* [The problem] Go through the records and copy each line where the word "services" occurs.

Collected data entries
-- Opening Marker --
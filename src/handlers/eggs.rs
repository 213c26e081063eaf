// src/handlers/eggs.rs
// DOCUMENTATION: HTTP handlers for egg records
// PURPOSE: Daily records and the dashboard production chart data

use crate::errors::FarmError;
use crate::models::{BatchFilterQuery, CreateEggRequest};
use crate::services::{AuthService, EggService};
use actix_web::{web, HttpRequest, HttpResponse, Responder};
use sqlx::PgPool;
use uuid::Uuid;
use validator::Validate;

/// GET /eggs
/// List egg records, optionally filtered by ?batch=
pub async fn list_eggs(
    pool: web::Data<PgPool>,
    http: HttpRequest,
    query: web::Query<BatchFilterQuery>,
) -> Result<impl Responder, FarmError> {
    let user = AuthService::authenticate(&http, pool.get_ref()).await?;
    let eggs = EggService::list_eggs(pool.get_ref(), user.id, query.batch).await?;
    Ok(HttpResponse::Ok().json(eggs))
}

/// POST /eggs
/// Record a day's egg numbers for a batch
pub async fn create_egg(
    pool: web::Data<PgPool>,
    http: HttpRequest,
    req: web::Json<CreateEggRequest>,
) -> Result<impl Responder, FarmError> {
    let user = AuthService::authenticate(&http, pool.get_ref()).await?;

    // Validate request
    if let Err(e) = req.validate() {
        return Err(FarmError::ValidationError(e.to_string()));
    }

    let egg = EggService::record_egg(pool.get_ref(), user.id, req.into_inner()).await?;
    Ok(HttpResponse::Created().json(egg))
}

/// GET /eggs/stats
/// Six-month monthly collected/sold/spoiled series, optionally per batch
pub async fn egg_stats(
    pool: web::Data<PgPool>,
    http: HttpRequest,
    query: web::Query<BatchFilterQuery>,
) -> Result<impl Responder, FarmError> {
    let user = AuthService::authenticate(&http, pool.get_ref()).await?;
    let stats = EggService::monthly_stats(pool.get_ref(), user.id, query.batch).await?;
    Ok(HttpResponse::Ok().json(stats))
}

/// DELETE /eggs/{id}
/// Remove an egg record
pub async fn delete_egg(
    pool: web::Data<PgPool>,
    http: HttpRequest,
    path: web::Path<Uuid>,
) -> Result<impl Responder, FarmError> {
    let user = AuthService::authenticate(&http, pool.get_ref()).await?;
    EggService::delete_egg(pool.get_ref(), user.id, path.into_inner()).await?;
    Ok(HttpResponse::NoContent().finish())
}

/// Configuration for egg routes
pub fn config(cfg: &mut web::ServiceConfig) {
    cfg.service(
        web::scope("/eggs")
            .route("", web::get().to(list_eggs))
            .route("", web::post().to(create_egg))
            .route("/stats", web::get().to(egg_stats))
            .route("/{id}", web::delete().to(delete_egg)),
    );
}
// src/handlers/mortality.rs
// DOCUMENTATION: HTTP handlers for mortality records
// PURPOSE: Record and review bird losses per batch

use crate::errors::FarmError;
use crate::models::{BatchFilterQuery, CreateMortalityRequest};
use crate::services::{AuthService, MortalityService};
use actix_web::{web, HttpRequest, HttpResponse, Responder};
use sqlx::PgPool;
use uuid::Uuid;
use validator::Validate;

/// GET /mortality
/// List loss records, optionally filtered by ?batch=
pub async fn list_mortality(
    pool: web::Data<PgPool>,
    http: HttpRequest,
    query: web::Query<BatchFilterQuery>,
) -> Result<impl Responder, FarmError> {
    let user = AuthService::authenticate(&http, pool.get_ref()).await?;
    let records = MortalityService::list_losses(pool.get_ref(), user.id, query.batch).await?;
    Ok(HttpResponse::Ok().json(records))
}

/// POST /mortality
/// Record a loss for a batch
pub async fn create_mortality(
    pool: web::Data<PgPool>,
    http: HttpRequest,
    req: web::Json<CreateMortalityRequest>,
) -> Result<impl Responder, FarmError> {
    let user = AuthService::authenticate(&http, pool.get_ref()).await?;

    if let Err(e) = req.validate() {
        return Err(FarmError::ValidationError(e.to_string()));
    }

    let record = MortalityService::record_loss(pool.get_ref(), user.id, req.into_inner()).await?;
    Ok(HttpResponse::Created().json(record))
}

/// DELETE /mortality/{id}
/// Remove a loss record
pub async fn delete_mortality(
    pool: web::Data<PgPool>,
    http: HttpRequest,
    path: web::Path<Uuid>,
) -> Result<impl Responder, FarmError> {
    let user = AuthService::authenticate(&http, pool.get_ref()).await?;
    MortalityService::delete_loss(pool.get_ref(), user.id, path.into_inner()).await?;
    Ok(HttpResponse::NoContent().finish())
}

/// Configuration for mortality routes
pub fn config(cfg: &mut web::ServiceConfig) {
    cfg.service(
        web::scope("/mortality")
            .route("", web::get().to(list_mortality))
            .route("", web::post().to(create_mortality))
            .route("/{id}", web::delete().to(delete_mortality)),
    );
}
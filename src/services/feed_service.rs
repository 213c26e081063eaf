// src/services/feed_service.rs
// DOCUMENTATION: Business logic for feed purchases
// PURPOSE: Keeps each purchase and its mirrored ledger entry consistent

use crate::db::{FeedRepository, TransactionRepository};
use crate::errors::FarmError;
use crate::models::{FeedPayload, FeedResponse, CATEGORY_FEED, ENTRY_EXPENSE};
use chrono::Utc;
use sqlx::PgPool;
use uuid::Uuid;

/// What the ledger needs after a feed purchase changed
/// DOCUMENTATION: A purchase with a positive price is mirrored by exactly
/// one expense entry; a zero-priced purchase has none
#[derive(Debug, Clone, Copy, PartialEq, Eq)]
pub enum LedgerAction {
    /// No entry exists, price is positive: create one
    Create,
    /// An entry exists, price is positive: overwrite amount/description/date
    Update,
    /// An entry exists, price dropped to zero: remove it
    Delete,
    /// No entry exists, price is zero: nothing to do
    Keep,
}

/// Decide how to reconcile the mirrored ledger entry
pub fn plan_ledger_entry(has_linked_entry: bool, price: f64) -> LedgerAction {
    match (has_linked_entry, price > 0.0) {
        (true, true) => LedgerAction::Update,
        (true, false) => LedgerAction::Delete,
        (false, true) => LedgerAction::Create,
        (false, false) => LedgerAction::Keep,
    }
}

/// Description written on mirrored ledger entries
pub fn purchase_description(bags: i32, feed_type: &str, total_kg: f64) -> String {
    format!(
        "Feed purchase: {} bags of {} ({}kg total)",
        bags, feed_type, total_kg
    )
}

pub struct FeedService;

impl FeedService {
    /// Record a feed purchase
    /// DOCUMENTATION: Creates the mirrored expense entry when the purchase
    /// carries a positive price
    pub async fn create_feed(
        pool: &PgPool,
        user_id: Uuid,
        payload: FeedPayload,
    ) -> Result<FeedResponse, FarmError> {
        let total_kg = payload.bags as f64 * payload.kg_per_bag;
        let purchased_at = payload.date.unwrap_or_else(Utc::now);

        let feed =
            FeedRepository::create_feed(pool, user_id, &payload, total_kg, purchased_at).await?;

        if feed.price > 0.0 {
            TransactionRepository::create_transaction(
                pool,
                user_id,
                ENTRY_EXPENSE,
                CATEGORY_FEED,
                feed.price,
                &purchase_description(feed.bags, &feed.feed_type, feed.total_kg),
                Some(feed.id),
                feed.purchased_at,
            )
            .await?;
        }

        Ok(feed.to_response())
    }

    /// List the user's feed purchases
    pub async fn list_feeds(pool: &PgPool, user_id: Uuid) -> Result<Vec<FeedResponse>, FarmError> {
        let feeds = FeedRepository::list(pool, user_id).await?;
        Ok(feeds.iter().map(|f| f.to_response()).collect())
    }

    /// Update a feed purchase and reconcile its ledger entry
    /// DOCUMENTATION: Used by PATCH /feed/{id}. After the purchase row is
    /// rewritten the mirrored entry is created, overwritten or deleted so
    /// that it exists exactly when the current price is positive
    pub async fn update_feed(
        pool: &PgPool,
        user_id: Uuid,
        id: Uuid,
        payload: FeedPayload,
    ) -> Result<FeedResponse, FarmError> {
        let existing = FeedRepository::get_by_id(pool, user_id, id).await?;

        let total_kg = payload.bags as f64 * payload.kg_per_bag;
        let purchased_at = payload.date.unwrap_or(existing.purchased_at);

        let updated =
            FeedRepository::update_feed(pool, user_id, id, &payload, total_kg, purchased_at)
                .await?;

        let linked = TransactionRepository::get_by_feed_id(pool, user_id, id).await?;
        let description =
            purchase_description(updated.bags, &updated.feed_type, updated.total_kg);

        match plan_ledger_entry(linked.is_some(), updated.price) {
            LedgerAction::Update => {
                if let Some(entry) = linked {
                    TransactionRepository::update_mirrored(
                        pool,
                        entry.id,
                        updated.price,
                        &description,
                        updated.purchased_at,
                    )
                    .await?;
                }
            }
            LedgerAction::Delete => {
                TransactionRepository::delete_by_feed_id(pool, user_id, id).await?;
            }
            LedgerAction::Create => {
                TransactionRepository::create_transaction(
                    pool,
                    user_id,
                    ENTRY_EXPENSE,
                    CATEGORY_FEED,
                    updated.price,
                    &description,
                    Some(updated.id),
                    updated.purchased_at,
                )
                .await?;
            }
            LedgerAction::Keep => {}
        }

        Ok(updated.to_response())
    }

    /// Delete a feed purchase together with its mirrored ledger entry
    pub async fn delete_feed(pool: &PgPool, user_id: Uuid, id: Uuid) -> Result<(), FarmError> {
        // Verify the purchase exists and is owned before touching the ledger
        let _ = FeedRepository::get_by_id(pool, user_id, id).await?;

        // Ledger entry first: the foreign key points at the purchase
        TransactionRepository::delete_by_feed_id(pool, user_id, id).await?;
        FeedRepository::delete_feed(pool, user_id, id).await
    }
}

#[cfg(test)]
mod tests {
    use super::*;

    #[test]
    fn test_plan_updates_existing_entry_when_priced() {
        assert_eq!(plan_ledger_entry(true, 5000.0), LedgerAction::Update);
    }

    #[test]
    fn test_plan_deletes_entry_when_price_zeroed() {
        assert_eq!(plan_ledger_entry(true, 0.0), LedgerAction::Delete);
    }

    #[test]
    fn test_plan_creates_entry_when_newly_priced() {
        assert_eq!(plan_ledger_entry(false, 1.0), LedgerAction::Create);
    }

    #[test]
    fn test_plan_keeps_nothing_when_unpriced() {
        assert_eq!(plan_ledger_entry(false, 0.0), LedgerAction::Keep);
    }

    #[test]
    fn test_entry_exists_iff_price_positive() {
        // The reconciliation property: whatever the starting state, the
        // action leaves an entry exactly when the price is positive
        for has_entry in [true, false] {
            for price in [0.0, 0.01, 250.0] {
                let after = match plan_ledger_entry(has_entry, price) {
                    LedgerAction::Create | LedgerAction::Update => true,
                    LedgerAction::Delete | LedgerAction::Keep => false,
                };
                assert_eq!(after, price > 0.0);
            }
        }
    }

    #[test]
    fn test_purchase_description_format() {
        assert_eq!(
            purchase_description(5, "Layer", 350.0),
            "Feed purchase: 5 bags of Layer (350kg total)"
        );
    }

    #[test]
    fn test_purchase_description_fractional_kg() {
        assert_eq!(
            purchase_description(3, "Starter", 37.5),
            "Feed purchase: 3 bags of Starter (37.5kg total)"
        );
    }
}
-- Closing Marker --
* [Written response]
use crate::services::{AuthService, EggService};
use crate::services::{AuthService, MortalityService};
filename src/services/feed_service.rs
// src/services/feed_service.rs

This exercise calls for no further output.